**TASK INSTRUCTIONS:** Please restate the data that follows, leaving every word in place.
== GIVEN ENTRIES ==
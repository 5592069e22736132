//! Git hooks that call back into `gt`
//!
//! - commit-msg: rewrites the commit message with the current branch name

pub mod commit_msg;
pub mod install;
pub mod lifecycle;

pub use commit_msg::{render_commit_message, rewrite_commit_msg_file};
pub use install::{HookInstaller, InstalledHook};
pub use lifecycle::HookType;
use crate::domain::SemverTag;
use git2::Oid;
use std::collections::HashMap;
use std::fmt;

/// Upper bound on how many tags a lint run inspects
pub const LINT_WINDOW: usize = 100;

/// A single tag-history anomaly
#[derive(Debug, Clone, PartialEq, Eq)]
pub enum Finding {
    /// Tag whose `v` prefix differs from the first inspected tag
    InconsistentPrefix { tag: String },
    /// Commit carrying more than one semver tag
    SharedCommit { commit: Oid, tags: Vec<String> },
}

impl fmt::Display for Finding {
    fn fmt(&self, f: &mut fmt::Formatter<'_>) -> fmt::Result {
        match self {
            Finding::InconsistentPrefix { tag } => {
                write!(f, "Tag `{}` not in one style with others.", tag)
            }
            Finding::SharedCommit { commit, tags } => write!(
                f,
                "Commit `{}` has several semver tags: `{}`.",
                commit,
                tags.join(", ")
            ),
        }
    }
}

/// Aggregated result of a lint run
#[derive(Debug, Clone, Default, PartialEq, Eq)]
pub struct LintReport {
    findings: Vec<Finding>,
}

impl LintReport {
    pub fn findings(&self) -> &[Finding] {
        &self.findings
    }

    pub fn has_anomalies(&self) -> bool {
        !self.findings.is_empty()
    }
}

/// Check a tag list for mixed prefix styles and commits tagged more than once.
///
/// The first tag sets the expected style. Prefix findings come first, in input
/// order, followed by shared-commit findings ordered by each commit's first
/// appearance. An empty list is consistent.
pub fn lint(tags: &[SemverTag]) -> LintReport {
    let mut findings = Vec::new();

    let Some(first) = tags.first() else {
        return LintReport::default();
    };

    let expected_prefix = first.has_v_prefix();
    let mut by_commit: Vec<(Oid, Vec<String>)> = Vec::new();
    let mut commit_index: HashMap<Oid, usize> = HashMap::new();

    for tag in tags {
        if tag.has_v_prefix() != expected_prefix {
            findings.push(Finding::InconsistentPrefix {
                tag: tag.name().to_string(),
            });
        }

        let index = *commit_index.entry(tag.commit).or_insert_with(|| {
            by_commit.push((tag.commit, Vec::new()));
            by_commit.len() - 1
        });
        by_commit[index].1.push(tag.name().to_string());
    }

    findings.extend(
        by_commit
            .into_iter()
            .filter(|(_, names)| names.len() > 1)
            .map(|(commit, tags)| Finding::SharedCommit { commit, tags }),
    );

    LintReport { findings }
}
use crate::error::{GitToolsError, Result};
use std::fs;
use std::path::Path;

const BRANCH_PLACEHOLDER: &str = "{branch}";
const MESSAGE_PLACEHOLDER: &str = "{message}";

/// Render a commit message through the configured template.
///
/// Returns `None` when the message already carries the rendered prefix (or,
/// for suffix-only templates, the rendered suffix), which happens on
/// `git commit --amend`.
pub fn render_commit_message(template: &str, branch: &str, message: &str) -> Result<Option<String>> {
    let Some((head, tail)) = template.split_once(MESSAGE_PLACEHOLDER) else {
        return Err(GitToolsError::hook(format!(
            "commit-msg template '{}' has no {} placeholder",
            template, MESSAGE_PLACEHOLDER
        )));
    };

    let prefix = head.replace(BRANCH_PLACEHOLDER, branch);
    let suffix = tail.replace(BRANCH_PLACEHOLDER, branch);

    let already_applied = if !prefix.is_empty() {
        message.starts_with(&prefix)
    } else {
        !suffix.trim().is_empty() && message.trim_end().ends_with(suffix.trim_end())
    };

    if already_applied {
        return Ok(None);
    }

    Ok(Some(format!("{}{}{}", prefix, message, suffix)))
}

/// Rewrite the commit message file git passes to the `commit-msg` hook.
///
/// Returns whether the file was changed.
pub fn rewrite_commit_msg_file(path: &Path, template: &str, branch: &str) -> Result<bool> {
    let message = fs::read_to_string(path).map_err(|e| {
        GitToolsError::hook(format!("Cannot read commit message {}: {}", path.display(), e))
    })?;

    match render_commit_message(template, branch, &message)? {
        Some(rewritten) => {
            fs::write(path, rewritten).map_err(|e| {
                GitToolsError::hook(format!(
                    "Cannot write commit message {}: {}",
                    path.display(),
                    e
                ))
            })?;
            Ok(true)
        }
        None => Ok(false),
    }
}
===
**TASK RESULT:**
repository 5592069e22736132
//! Git hooks that call back into `gt`
//!
//! - commit-msg: rewrites the commit message with the current branch name

pub mod commit_msg;
pub mod install;
pub mod lifecycle;

pub use commit_msg::{render_commit_message, rewrite_commit_msg_file};
pub use install::{HookInstaller, InstalledHook};
pub use lifecycle::HookType;
use crate::domain::SemverTag;
use git2::Oid;
use std::collections::HashMap;
use std::fmt;

/// Upper bound on how many tags a lint run inspects
pub const LINT_WINDOW: usize = 100;

/// A single tag-history anomaly
#[derive(Debug, Clone, PartialEq, Eq)]
pub enum Finding {
    /// Tag whose `v` prefix differs from the first inspected tag
    InconsistentPrefix { tag: String },
    /// Commit carrying more than one semver tag
    SharedCommit { commit: Oid, tags: Vec<String> },
}

impl fmt::Display for Finding {
    fn fmt(&self, f: &mut fmt::Formatter<'_>) -> fmt::Result {
        match self {
            Finding::InconsistentPrefix { tag } => {
                write!(f, "Tag `{}` not in one style with others.", tag)
            }
            Finding::SharedCommit { commit, tags } => write!(
                f,
                "Commit `{}` has several semver tags: `{}`.",
                commit,
                tags.join(", ")
            ),
        }
    }
}

/// Aggregated result of a lint run
#[derive(Debug, Clone, Default, PartialEq, Eq)]
pub struct LintReport {
    findings: Vec<Finding>,
}

impl LintReport {
    pub fn findings(&self) -> &[Finding] {
        &self.findings
    }

    pub fn has_anomalies(&self) -> bool {
        !self.findings.is_empty()
    }
}

/// Check a tag list for mixed prefix styles and commits tagged more than once.
///
/// The first tag sets the expected style. Prefix findings come first, in input
/// order, followed by shared-commit findings ordered by each commit's first
/// appearance. An empty list is consistent.
pub fn lint(tags: &[SemverTag]) -> LintReport {
    let mut findings = Vec::new();

    let Some(first) = tags.first() else {
        return LintReport::default();
    };

    let expected_prefix = first.has_v_prefix();
    let mut by_commit: Vec<(Oid, Vec<String>)> = Vec::new();
    let mut commit_index: HashMap<Oid, usize> = HashMap::new();

    for tag in tags {
        if tag.has_v_prefix() != expected_prefix {
            findings.push(Finding::InconsistentPrefix {
                tag: tag.name().to_string(),
            });
        }

        let index = *commit_index.entry(tag.commit).or_insert_with(|| {
            by_commit.push((tag.commit, Vec::new()));
            by_commit.len() - 1
        });
        by_commit[index].1.push(tag.name().to_string());
    }

    findings.extend(
        by_commit
            .into_iter()
            .filter(|(_, names)| names.len() > 1)
            .map(|(commit, tags)| Finding::SharedCommit { commit, tags }),
    );

    LintReport { findings }
}
use crate::error::{GitToolsError, Result};
use std::fs;
use std::path::Path;

const BRANCH_PLACEHOLDER: &str = "{branch}";
const MESSAGE_PLACEHOLDER: &str = "{message}";

/// Render a commit message through the configured template.
///
/// Returns `None` when the message already carries the rendered prefix (or,
/// for suffix-only templates, the rendered suffix), which happens on
/// `git commit --amend`.
pub fn render_commit_message(template: &str, branch: &str, message: &str) -> Result<Option<String>> {
    let Some((head, tail)) = template.split_once(MESSAGE_PLACEHOLDER) else {
        return Err(GitToolsError::hook(format!(
            "commit-msg template '{}' has no {} placeholder",
            template, MESSAGE_PLACEHOLDER
        )));
    };

    let prefix = head.replace(BRANCH_PLACEHOLDER, branch);
    let suffix = tail.replace(BRANCH_PLACEHOLDER, branch);

    let already_applied = if !prefix.is_empty() {
        message.starts_with(&prefix)
    } else {
        !suffix.trim().is_empty() && message.trim_end().ends_with(suffix.trim_end())
    };

    if already_applied {
        return Ok(None);
    }

    Ok(Some(format!("{}{}{}", prefix, message, suffix)))
}

/// Rewrite the commit message file git passes to the `commit-msg` hook.
///
/// Returns whether the file was changed.
pub fn rewrite_commit_msg_file(path: &Path, template: &str, branch: &str) -> Result<bool> {
    let message = fs::read_to_string(path).map_err(|e| {
        GitToolsError::hook(format!("Cannot read commit message {}: {}", path.display(), e))
    })?;

    match render_commit_message(template, branch, &message)? {
        Some(rewritten) => {
            fs::write(path, rewritten).map_err(|e| {
                GitToolsError::hook(format!(
                    "Cannot write commit message {}: {}",
                    path.display(),
                    e
                ))
            })?;
            Ok(true)
        }
        None => Ok(false),
    }
}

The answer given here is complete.